The change in the dynamic of the relationship is also a measure of how successful each community has been and how differently they have developed. In America, the flip side to the intermarriage-assimilation-indifference hysteria is that Jews have accomplished exactly what they wanted to over the past 50 years. They strove to be fully accepted and to function as equal partners in America, economically, politically, socially, and culturally. And in five decades, they’ve achieved that.

In fact, they’ve achieved more than that. Not only do Jews now think and act like Americans; Americans now think and act like Jews. There’s been a slow Judaizing of America in which it’s becoming increasingly difficult to see where one begins and the other ends. Are Jerry Seinfeld, Paul Reiser, and Billy Crystal Jewish comedians or American comedians? Or both? Which sensibility does their view of the world represent?
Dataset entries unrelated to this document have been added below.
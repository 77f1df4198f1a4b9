//! Log level selection and subscriber installation.

use std::fmt;
use std::str::FromStr;

use serde::{Deserialize, Serialize};
use tracing_subscriber::{fmt as fmt_layer, prelude::*, EnvFilter};

use crate::error::TransportError;

/// Verbosity requested through configuration.
#[derive(Debug, Clone, Copy, Default, PartialEq, Eq, Hash, Serialize, Deserialize)]
#[serde(rename_all = "lowercase")]
pub enum LogLevel {
    Debug,
    #[default]
    Info,
    Warn,
    Error,
    /// Install nothing.
    None,
}

impl LogLevel {
    /// `EnvFilter` directive for this level, `None` when logging is off.
    pub fn directive(&self) -> Option<&'static str> {
        match self {
            LogLevel::Debug => Some("debug"),
            LogLevel::Info => Some("info"),
            LogLevel::Warn => Some("warn"),
            LogLevel::Error => Some("error"),
            LogLevel::None => None,
        }
    }

    pub fn as_str(&self) -> &'static str {
        self.directive().unwrap_or("none")
    }
}

impl fmt::Display for LogLevel {
    fn fmt(&self, f: &mut fmt::Formatter<'_>) -> fmt::Result {
        f.write_str(self.as_str())
    }
}

impl FromStr for LogLevel {
    type Err = TransportError;

    fn from_str(s: &str) -> Result<Self, Self::Err> {
        match s.to_ascii_lowercase().as_str() {
            "debug" => Ok(LogLevel::Debug),
            "info" => Ok(LogLevel::Info),
            "warn" => Ok(LogLevel::Warn),
            "error" => Ok(LogLevel::Error),
            "none" => Ok(LogLevel::None),
            other => Err(TransportError::Config(format!("unknown log level: {}", other))),
        }
    }
}

/// Installs a global fmt subscriber filtered at `level`. `RUST_LOG` overrides
/// the level when set. Returns false if nothing was installed, either because
/// the level is `None` or because a global subscriber already exists.
pub fn init_logging(level: LogLevel) -> bool {
    let Some(directive) = level.directive() else {
        return false;
    };
    let filter =
        EnvFilter::try_from_default_env().unwrap_or_else(|_| EnvFilter::new(directive));
    tracing_subscriber::registry()
        .with(fmt_layer::layer())
        .with(filter)
        .try_init()
        .is_ok()
}
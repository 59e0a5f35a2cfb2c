use serde::{
  Deserialize,
  Serialize
};

use crate::NavAction;

/// Accessible labels for the navigation buttons.
///
/// Missing keys in a serialized form fall back to the English defaults.
#[derive(
  Debug,
  Clone,
  PartialEq,
  Eq,
  Serialize,
  Deserialize,
)]
#[serde(
  default,
  deny_unknown_fields,
  rename_all = "camelCase"
)]
pub struct NavigationPhrases {
  pub jump_to_prev_month: String,
  pub jump_to_next_month: String,
  pub jump_to_prev_year:  String,
  pub jump_to_next_year:  String
}

impl Default for NavigationPhrases {
  fn default() -> Self {
    Self {
      jump_to_prev_month:
        "Move backward to switch to the \
         previous month."
          .to_string(),
      jump_to_next_month:
        "Move forward to switch to the \
         next month."
          .to_string(),
      jump_to_prev_year:
        "Move backward to switch to the \
         previous year."
          .to_string(),
      jump_to_next_year:
        "Move forward to switch to the \
         next year."
          .to_string()
    }
  }
}

impl NavigationPhrases {
  pub fn label_for(
    &self,
    action: NavAction
  ) -> &str {
    match action {
      | NavAction::PrevMonth => {
        &self.jump_to_prev_month
      }
      | NavAction::NextMonth => {
        &self.jump_to_next_month
      }
      | NavAction::PrevYear => {
        &self.jump_to_prev_year
      }
      | NavAction::NextYear => {
        &self.jump_to_next_year
      }
    }
  }
}
use chrono::{
  Datelike,
  Months,
  NaiveDate,
  Utc
};
use daypicker_gui_ui::{
  DayPickerNavigation,
  NavAction,
  NavigationConfig
};
use yew::{
  Callback,
  Html,
  MouseEvent,
  function_component,
  html,
  use_state
};

const NAVIGATION_CONFIG_TOML: &str =
  include_str!("../assets/navigation.toml");

fn load_navigation_config()
-> NavigationConfig {
  match NavigationConfig::from_toml_str(
    NAVIGATION_CONFIG_TOML
  ) {
    | Ok(config) => {
      tracing::info!(
        orientation = %config.orientation,
        is_rtl = config.is_rtl,
        is_years_enabled = config.is_years_enabled,
        "loaded navigation config"
      );
      config
    }
    | Err(error) => {
      tracing::error!(error = %format!("{error:#}"), "failed loading navigation config; using defaults");
      NavigationConfig::default()
    }
  }
}

fn first_of_month(
  date: NaiveDate
) -> NaiveDate {
  date.with_day(1).unwrap_or(date)
}

/// Moves the focused month as a parent of the navigation control would.
fn shift_focus(
  focus: NaiveDate,
  action: NavAction
) -> NaiveDate {
  let shifted = match action {
    | NavAction::PrevMonth => {
      focus
        .checked_sub_months(Months::new(1))
    }
    | NavAction::NextMonth => {
      focus
        .checked_add_months(Months::new(1))
    }
    | NavAction::PrevYear => {
      focus
        .checked_sub_months(Months::new(12))
    }
    | NavAction::NextYear => {
      focus
        .checked_add_months(Months::new(12))
    }
  };
  shifted.unwrap_or(focus)
}

#[function_component(DemoApp)]
pub fn demo_app() -> Html {
  let config =
    use_state(load_navigation_config);
  let focus = use_state(|| {
    first_of_month(
      Utc::now().date_naive()
    )
  });

  let on_action = |action: NavAction| {
    let focus = focus.clone();
    Callback::from(move |_: MouseEvent| {
      let next = shift_focus(*focus, action);
      tracing::debug!(
        ?action,
        from = %*focus,
        to = %next,
        "moving focused month"
      );
      focus.set(next);
    })
  };

  html! {
      <div class="demo" dir={if config.is_rtl { "rtl" } else { "ltr" }}>
          <div class="demo-month">{ focus.format("%B %Y").to_string() }</div>
          <DayPickerNavigation
              orientation={config.orientation}
              is_rtl={config.is_rtl}
              is_years_enabled={config.is_years_enabled}
              phrases={config.phrases.clone()}
              on_prev_month_click={on_action(NavAction::PrevMonth)}
              on_next_month_click={on_action(NavAction::NextMonth)}
              on_prev_year_click={on_action(NavAction::PrevYear)}
              on_next_year_click={on_action(NavAction::NextYear)}
          />
      </div>
  }
}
The downside to this commingling has been the dilution and in some cases the complete disappearance of a distinctive Jewish culture among mainstream American Jews. As a result, it’s become more difficult to feel Jewish without an institutional connection. And the phenomenon of the completely secular American Zionist whose whole life is Israel -- the story of many Jews over 60 -- is largely a thing of the past. The connective tissue between the two communities is, increasingly, religious commitment.
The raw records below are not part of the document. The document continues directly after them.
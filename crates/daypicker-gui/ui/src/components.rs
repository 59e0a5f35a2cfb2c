mod day_picker_navigation;
mod icons;

pub use day_picker_navigation::{
  DayPickerNavigation,
  DayPickerNavigationProps
};
pub use icons::{
  ArrowLeftIcon,
  ArrowRightIcon,
  ChevronDownIcon,
  ChevronUpIcon,
  NavIconGraphic,
  NavIconProps
};
//! DOM-free model of the day picker navigation control.
//!
//! Everything the Yew component renders is derived here from plain
//! values, so class names, icons and button order can be checked
//! without a browser.

mod config;
mod layout;
mod orientation;
mod phrases;

pub use config::NavigationConfig;
pub use layout::{
  NavAction,
  NavButton,
  NavDirection,
  NavIcon,
  NavStep,
  NavigationLayout,
  NavigationOptions
};
pub use orientation::Orientation;
pub use phrases::NavigationPhrases;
“So have we stood back and enjoyed this wonderful American success?” asks Gary Tobin at Brandeis. “No. We’ve turned it into the intermarriage crisis. We don’t know how to deal with normality. As American Jews, we should take the next twenty years to get our house in order; that’s the most important aspect of relating to Israel. Because right now, the American Jewish community is behaving in ways that are insecure, confused, backward-looking, and neurotic.”